Fatkur Rohman Tegaskan Tidak Ada Alasan Dakel Tidak Direalisasikan

avatar Parlementaria.ID

Parlementaria Surabaya - Fatkur Rohman, anggota Komisi A DPRD Surabaya, mengapresiasi dan merasa bersyukur bisa membahas dan penetapan regulasi terbaru dana kelurahan melalui Perwali.

"Ini adalah kabar gembira untuk RW dan RT. Yang sebelumnya temen-temen di Kelurahan sempat gamang karena ada kabar bahwa Dana Kelurahan (Dakel) harus pakai Pokmas," ungkap Fatkur Rohman yang karib disapa FR, saat ditemui usai Rapat DPRD Surabaya bersama Pemkot, para OPD serta perangkat kecamatan dan kelurahan.

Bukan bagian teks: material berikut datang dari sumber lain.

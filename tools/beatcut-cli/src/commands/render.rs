//! Render one video locally from a directory of images and an audio track.
//!
//! Uses the filesystem asset store and the full pipeline, so a local run
//! exercises exactly the stage sequence a hosted job does. Beat data is
//! read from a `<audio>.beats.json` sidecar when present; without one the
//! planner falls back to uniform clip durations.

use std::path::{Path, PathBuf};
use std::sync::Arc;
use std::time::Duration;

use async_trait::async_trait;
use beatcut_common::{AppConfig, BeatcutError, BeatcutResult};
use beatcut_media_model::AudioAnalysis;
use beatcut_pipeline::{
    AudioAnalyzer, JobRequest, LocalAssetStore, LogProgressSink, PipelineOrchestrator,
};
use beatcut_render_engine::{EncoderCaps, SystemRunner};
use serde::Deserialize;

const IMAGE_EXTENSIONS: [&str; 5] = ["jpg", "jpeg", "png", "webp", "bmp"];

/// Reads detected beats from a JSON sidecar next to the audio file.
struct BeatsFileAnalyzer;

#[derive(Deserialize)]
struct BeatsFile {
    bpm: f64,
    beat_times: Vec<f64>,
}

#[async_trait]
impl AudioAnalyzer for BeatsFileAnalyzer {
    async fn analyze(&self, path: &Path) -> BeatcutResult<AudioAnalysis> {
        let sidecar = PathBuf::from(format!("{}.beats.json", path.display()));
        let content = tokio::fs::read_to_string(&sidecar).await.map_err(|_| {
            BeatcutError::analysis(format!("no beats sidecar at {}", sidecar.display()))
        })?;
        let beats: BeatsFile = serde_json::from_str(&content)?;
        let duration_secs = beats.beat_times.last().copied().unwrap_or_default();
        Ok(AudioAnalysis {
            bpm: beats.bpm,
            beat_times: beats.beat_times,
            duration_secs,
        })
    }
}

#[allow(clippy::too_many_arguments)]
pub async fn run(
    images: PathBuf,
    audio: PathBuf,
    output: PathBuf,
    duration: f64,
    transitions: Vec<String>,
    motions: Vec<String>,
    caption: Option<String>,
    width: u32,
    height: u32,
    fps: u32,
) -> anyhow::Result<()> {
    let image_urls = collect_images(&images)?;
    println!("Found {} images in {}", image_urls.len(), images.display());

    let mut config = AppConfig::load();
    config.render.width = width;
    config.render.height = height;
    config.render.fps = fps;

    let runner = Arc::new(SystemRunner::new(Duration::from_secs(
        config.pipeline.tool_timeout_secs,
    )));
    let caps = EncoderCaps::detect(runner.as_ref()).await;

    let output_dir = output
        .parent()
        .filter(|p| !p.as_os_str().is_empty())
        .map(Path::to_path_buf)
        .unwrap_or_else(|| PathBuf::from("."));
    let output_key = output
        .file_name()
        .ok_or_else(|| anyhow::anyhow!("output path has no file name"))?
        .to_string_lossy()
        .into_owned();

    let job_id = format!(
        "render-{}",
        output.file_stem().unwrap_or_default().to_string_lossy()
    );

    let orchestrator = PipelineOrchestrator::new(
        config,
        Arc::new(LocalAssetStore::new(output_dir)),
        Arc::new(BeatsFileAnalyzer),
        runner,
        caps,
        Arc::new(LogProgressSink),
    )?;

    let request = JobRequest {
        job_id,
        image_urls,
        audio_url: audio.display().to_string(),
        target_secs: duration,
        transition_candidates: transitions,
        motion_candidates: motions,
        caption,
        output_key,
    };

    let outcome = orchestrator.run_job(request).await?;
    println!("Rendered: {}", outcome.artifact);
    Ok(())
}

/// Collect image files from a directory in name order.
fn collect_images(dir: &Path) -> anyhow::Result<Vec<String>> {
    let mut paths: Vec<PathBuf> = std::fs::read_dir(dir)
        .map_err(|e| anyhow::anyhow!("cannot read {}: {e}", dir.display()))?
        .filter_map(|entry| entry.ok().map(|e| e.path()))
        .filter(|path| {
            path.extension()
                .and_then(|ext| ext.to_str())
                .map(|ext| IMAGE_EXTENSIONS.contains(&ext.to_ascii_lowercase().as_str()))
                .unwrap_or(false)
        })
        .collect();
    paths.sort();

    if paths.is_empty() {
        anyhow::bail!("no images found in {}", dir.display());
    }
    Ok(paths.iter().map(|p| p.display().to_string()).collect())
}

Baca Juga: Insentif RT, RW dan LPMK Bebani Dakel, Ghofar Ismail : Pembangunan Kurang Maksimal

"Karena ini masih masa transisi, maka aturan Dakel harus pakai Pokmas dilakukan revisi karena kita semua paham di lapangan tidak semua warga itu siap membentuk pokmas," tambahnya.

Jadi masih kata FR, tanpa Pokmas, pemerintah dan kesra untuk sementara mengizinkan pelaksanaan dakel, seperti untuk proyek fisik, penyedia bisa melakukannya Dalam hal ini CV, dengan melampirkan berita acara Pokmas tidak bisa melakukannya saat ini.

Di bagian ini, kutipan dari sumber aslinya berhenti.